If the Game Object is a prefab...
...You can use Resources.Load("prefab path"). For this to work, you must create a Resources directory inside your Assets and put the prefab in there.
If it's a Game Object in the scene, you have several options.
You can just enter the path in the hierarchy and get the object that way.
However, not only is this slow, but you're essentially hard-coding the path. The moment that, or the object's name, changes, you're gonna have to change the code.
Unlike GameObject.Find(), this is not a static function. As such, you'll call it from the searching object's Transform: transform.Find().

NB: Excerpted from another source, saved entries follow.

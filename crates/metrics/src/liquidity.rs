//! Short-term liquidity metrics.

use crate::error::MetricError;
use crate::util::{classified, safe_div};
use classification::{ThresholdBand, ThresholdTable};
use core_types::{FinancialDataRecord, MetricCategory, MetricResult};

const CATEGORY: MetricCategory = MetricCategory::Liquidity;

pub const CURRENT_RATIO: ThresholdTable = ThresholdTable::new(&[
    ThresholdBand::at_least("excellent", 2.5),
    ThresholdBand::between("good", 1.5, 2.5),
    ThresholdBand::between("average", 1.0, 1.5),
    ThresholdBand::at_most("poor", 1.0),
]);

pub const QUICK_RATIO: ThresholdTable = ThresholdTable::new(&[
    ThresholdBand::at_least("excellent", 1.5),
    ThresholdBand::between("good", 1.0, 1.5),
    ThresholdBand::between("average", 0.7, 1.0),
    ThresholdBand::at_most("poor", 0.7),
]);

pub const CASH_RATIO: ThresholdTable = ThresholdTable::new(&[
    ThresholdBand::at_least("excellent", 1.0),
    ThresholdBand::between("good", 0.5, 1.0),
    ThresholdBand::between("average", 0.2, 0.5),
    ThresholdBand::at_most("poor", 0.2),
]);

pub const OCF_RATIO: ThresholdTable = ThresholdTable::new(&[
    ThresholdBand::at_least("excellent", 1.0),
    ThresholdBand::between("good", 0.6, 1.0),
    ThresholdBand::between("average", 0.4, 0.6),
    ThresholdBand::at_most("poor", 0.4),
]);

pub const WORKING_CAPITAL: ThresholdTable = ThresholdTable::new(&[
    ThresholdBand::at_least("positive", 0.0),
    ThresholdBand::at_most("negative", 0.0),
]);

pub const NWC_RATIO: ThresholdTable = ThresholdTable::new(&[
    ThresholdBand::at_least("excellent", 0.3),
    ThresholdBand::between("good", 0.15, 0.3),
    ThresholdBand::between("average", 0.0, 0.15),
    ThresholdBand::at_most("poor", 0.0),
]);

pub const DEFENSIVE_INTERVAL: ThresholdTable = ThresholdTable::new(&[
    ThresholdBand::at_least("excellent", 180.0),
    ThresholdBand::between("good", 90.0, 180.0),
    ThresholdBand::between("average", 30.0, 90.0),
    ThresholdBand::at_most("poor", 30.0),
]);

/// Current assets over current liabilities.
pub fn current_ratio(record: &FinancialDataRecord) -> Result<MetricResult, MetricError> {
    let value = safe_div(record.get("current_assets"), record.get("current_liabilities"));
    Ok(classified(value, 2, &CURRENT_RATIO, CATEGORY, "short_term"))
}

/// (Current assets - inventory) over current liabilities.
pub fn quick_ratio(record: &FinancialDataRecord) -> Result<MetricResult, MetricError> {
    let numerator = match (record.get("current_assets"), record.get("inventory")) {
        (Some(ca), Some(inv)) => Some(ca - inv),
        _ => None,
    };
    let value = safe_div(numerator, record.get("current_liabilities"));
    Ok(classified(value, 2, &QUICK_RATIO, CATEGORY, "short_term"))
}

/// Cash and equivalents over current liabilities.
pub fn cash_ratio(record: &FinancialDataRecord) -> Result<MetricResult, MetricError> {
    let value = safe_div(record.get("cash"), record.get("current_liabilities"));
    Ok(classified(value, 2, &CASH_RATIO, CATEGORY, "short_term"))
}

/// Operating cash flow over current liabilities.
pub fn operating_cash_flow_ratio(
    record: &FinancialDataRecord,
) -> Result<MetricResult, MetricError> {
    let value = safe_div(
        record.get("operating_cash_flow"),
        record.get("current_liabilities"),
    );
    Ok(classified(value, 2, &OCF_RATIO, CATEGORY, "short_term"))
}

/// Current assets minus current liabilities, in currency units.
pub fn working_capital(record: &FinancialDataRecord) -> Result<MetricResult, MetricError> {
    let value = match (record.get("current_assets"), record.get("current_liabilities")) {
        (Some(ca), Some(cl)) => Some(ca - cl),
        _ => None,
    };
    Ok(classified(value, 0, &WORKING_CAPITAL, CATEGORY, "absolute"))
}

/// Working capital relative to total assets.
pub fn net_working_capital_ratio(
    record: &FinancialDataRecord,
) -> Result<MetricResult, MetricError> {
    let wc = match (record.get("current_assets"), record.get("current_liabilities")) {
        (Some(ca), Some(cl)) => Some(ca - cl),
        _ => None,
    };
    let value = safe_div(wc, record.get("total_assets"));
    Ok(classified(value, 2, &NWC_RATIO, CATEGORY, "structure"))
}

/// Days of daily operating expenses covered by defensive (liquid) assets.
pub fn defensive_interval(record: &FinancialDataRecord) -> Result<MetricResult, MetricError> {
    let defensive_assets = match (
        record.get("cash"),
        record.get("marketable_securities"),
        record.get("accounts_receivable"),
    ) {
        (Some(cash), securities, Some(ar)) => Some(cash + securities.unwrap_or(0.0) + ar),
        _ => None,
    };
    let daily_expenses = safe_div(record.get("operating_expenses"), Some(365.0));
    let value = safe_div(defensive_assets, daily_expenses);
    Ok(classified(value, 1, &DEFENSIVE_INTERVAL, CATEGORY, "coverage"))
}

#[cfg(test)]
mod tests {
    use super::*;

    #[test]
    fn current_ratio_round_trip() {
        let record =
            FinancialDataRecord::from([("current_assets", 100_000.0), ("current_liabilities", 50_000.0)]);
        let result = current_ratio(&record).unwrap();
        assert_eq!(result.value, Some(2.0));
        assert_eq!(result.interpretation, "good");
        assert_eq!(result.category, MetricCategory::Liquidity);
    }

    #[test]
    fn missing_liabilities_is_insufficient_not_zero() {
        let record = FinancialDataRecord::from([("current_assets", 100_000.0)]);
        let result = current_ratio(&record).unwrap();
        assert_eq!(result.value, None);
        assert_eq!(result.interpretation, "insufficient_data");
    }

    #[test]
    fn zero_denominator_is_insufficient() {
        let record =
            FinancialDataRecord::from([("current_assets", 100_000.0), ("current_liabilities", 0.0)]);
        let result = current_ratio(&record).unwrap();
        assert_eq!(result.value, None);
    }

    #[test]
    fn quick_ratio_excludes_inventory() {
        let record = FinancialDataRecord::from([
            ("current_assets", 120_000.0),
            ("inventory", 40_000.0),
            ("current_liabilities", 80_000.0),
        ]);
        let result = quick_ratio(&record).unwrap();
        assert_eq!(result.value, Some(1.0));
        assert_eq!(result.interpretation, "good");
    }

    #[test]
    fn negative_working_capital_classifies_negative() {
        let record =
            FinancialDataRecord::from([("current_assets", 30_000.0), ("current_liabilities", 50_000.0)]);
        let result = working_capital(&record).unwrap();
        assert_eq!(result.value, Some(-20_000.0));
        assert_eq!(result.interpretation, "negative");
    }
}
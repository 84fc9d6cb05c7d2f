//! # Finsight Aggregation & Summary
//!
//! Rolls a `CalculationBatch` up into per-category summaries, compares
//! computed values against sector percentile benchmarks, and derives
//! chart-ready series. Pure functions over dispatcher output; the "unbiased
//! judge" between calculation and recommendation.

pub mod benchmark;
pub mod charts;

pub use benchmark::{compare, compare_with_tolerance, BENCHMARK_LOWER, BENCHMARK_UPPER};
pub use charts::build_series;

use core_types::{CategoryMetric, CategorySummary, MetricCategory, MetricResult};
use std::collections::BTreeMap;

/// Groups results by category and derives each category's representative
/// interpretation.
///
/// Counting walks the results in map iteration order (metric-name order, so
/// the outcome is deterministic and serialization-stable). The most frequent
/// interpretation wins; a tie keeps the interpretation encountered first.
pub fn summarize(
    results: &BTreeMap<String, MetricResult>,
) -> BTreeMap<MetricCategory, CategorySummary> {
    let mut buckets: BTreeMap<MetricCategory, Vec<CategoryMetric>> = BTreeMap::new();

    for (name, result) in results {
        buckets
            .entry(result.category)
            .or_default()
            .push(CategoryMetric {
                name: name.clone(),
                value: result.value,
                interpretation: result.interpretation.clone(),
            });
    }

    buckets
        .into_iter()
        .map(|(category, metrics)| {
            let representative = most_common_interpretation(&metrics);
            tracing::debug!(
                category = %category,
                members = metrics.len(),
                representative = %representative,
                "category summarized"
            );
            (
                category,
                CategorySummary {
                    metrics,
                    representative,
                },
            )
        })
        .collect()
}

/// Most frequent interpretation over an ordered member list. Counts are kept
/// as an ordered sequence of `(label, count)` pairs so the tie-break is
/// explicit: first-encountered wins.
fn most_common_interpretation(metrics: &[CategoryMetric]) -> String {
    let mut counts: Vec<(&str, usize)> = Vec::new();

    for metric in metrics {
        match counts
            .iter_mut()
            .find(|(label, _)| *label == metric.interpretation)
        {
            Some((_, count)) => *count += 1,
            None => counts.push((&metric.interpretation, 1)),
        }
    }

    counts
        .iter()
        // max_by_key returns the last maximum; strict comparison keeps the
        // first-encountered label on ties.
        .fold(None::<(&str, usize)>, |best, &(label, count)| match best {
            Some((_, best_count)) if count <= best_count => best,
            _ => Some((label, count)),
        })
        .map(|(label, _)| label.to_string())
        .unwrap_or_else(|| core_types::metric::INSUFFICIENT_DATA.to_string())
}

#[cfg(test)]
mod tests {
    use super::*;
    use core_types::MetricResult;

    fn result(category: MetricCategory, value: Option<f64>, interpretation: &str) -> MetricResult {
        match value {
            Some(v) => MetricResult::computed(v, interpretation, category, "test"),
            None => MetricResult::insufficient(category, "test"),
        }
    }

    #[test]
    fn groups_by_category() {
        let mut results = BTreeMap::new();
        results.insert(
            "Current Ratio".to_string(),
            result(MetricCategory::Liquidity, Some(2.0), "good"),
        );
        results.insert(
            "Quick Ratio".to_string(),
            result(MetricCategory::Liquidity, Some(1.1), "good"),
        );
        results.insert(
            "Return on Equity".to_string(),
            result(MetricCategory::Profitability, Some(20.0), "excellent"),
        );

        let summary = summarize(&results);
        assert_eq!(summary.len(), 2);
        assert_eq!(summary[&MetricCategory::Liquidity].metrics.len(), 2);
        assert_eq!(summary[&MetricCategory::Liquidity].representative, "good");
        assert_eq!(
            summary[&MetricCategory::Profitability].representative,
            "excellent"
        );
    }

    #[test]
    fn tie_break_keeps_first_encountered() {
        let mut results = BTreeMap::new();
        // BTreeMap iterates by name: "A Ratio" before "B Ratio".
        results.insert(
            "A Ratio".to_string(),
            result(MetricCategory::Leverage, Some(0.5), "moderate"),
        );
        results.insert(
            "B Ratio".to_string(),
            result(MetricCategory::Leverage, Some(2.1), "high"),
        );

        let summary = summarize(&results);
        assert_eq!(summary[&MetricCategory::Leverage].representative, "moderate");
    }

    #[test]
    fn insufficient_members_can_dominate() {
        let mut results = BTreeMap::new();
        results.insert(
            "A".to_string(),
            result(MetricCategory::Market, None, "insufficient_data"),
        );
        results.insert(
            "B".to_string(),
            result(MetricCategory::Market, None, "insufficient_data"),
        );
        results.insert(
            "C".to_string(),
            result(MetricCategory::Market, Some(12.0), "fair"),
        );

        let summary = summarize(&results);
        assert_eq!(summary[&MetricCategory::Market].representative, "insufficient_data");
    }
}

I don't doubt this is a slow function as well, but it should be faster than the previous alternative, as it only searches inside the object's children. It also suffers from the same "hard-coding" problem as GameObject.Find().
Keep in mind that it's not recursive; it won't search inside its children's children.
Finally, if the Game Object you're searching for has a component specific to it, you can search for it with GetComponentInChildren<TheComponent>(). It will return the first occurrence of the component.
If you have several such children, you can make the "Component" part plural: GetComponentsInChildren<TheComponent>(). This will return an array containing every such component in the children.
You can then access their Game Objects by typing returnedComponent.gameObject.
However, I would recommend that you simply drag the object in the Inspector or make it a child of the searching object, unless you have a good reason not to.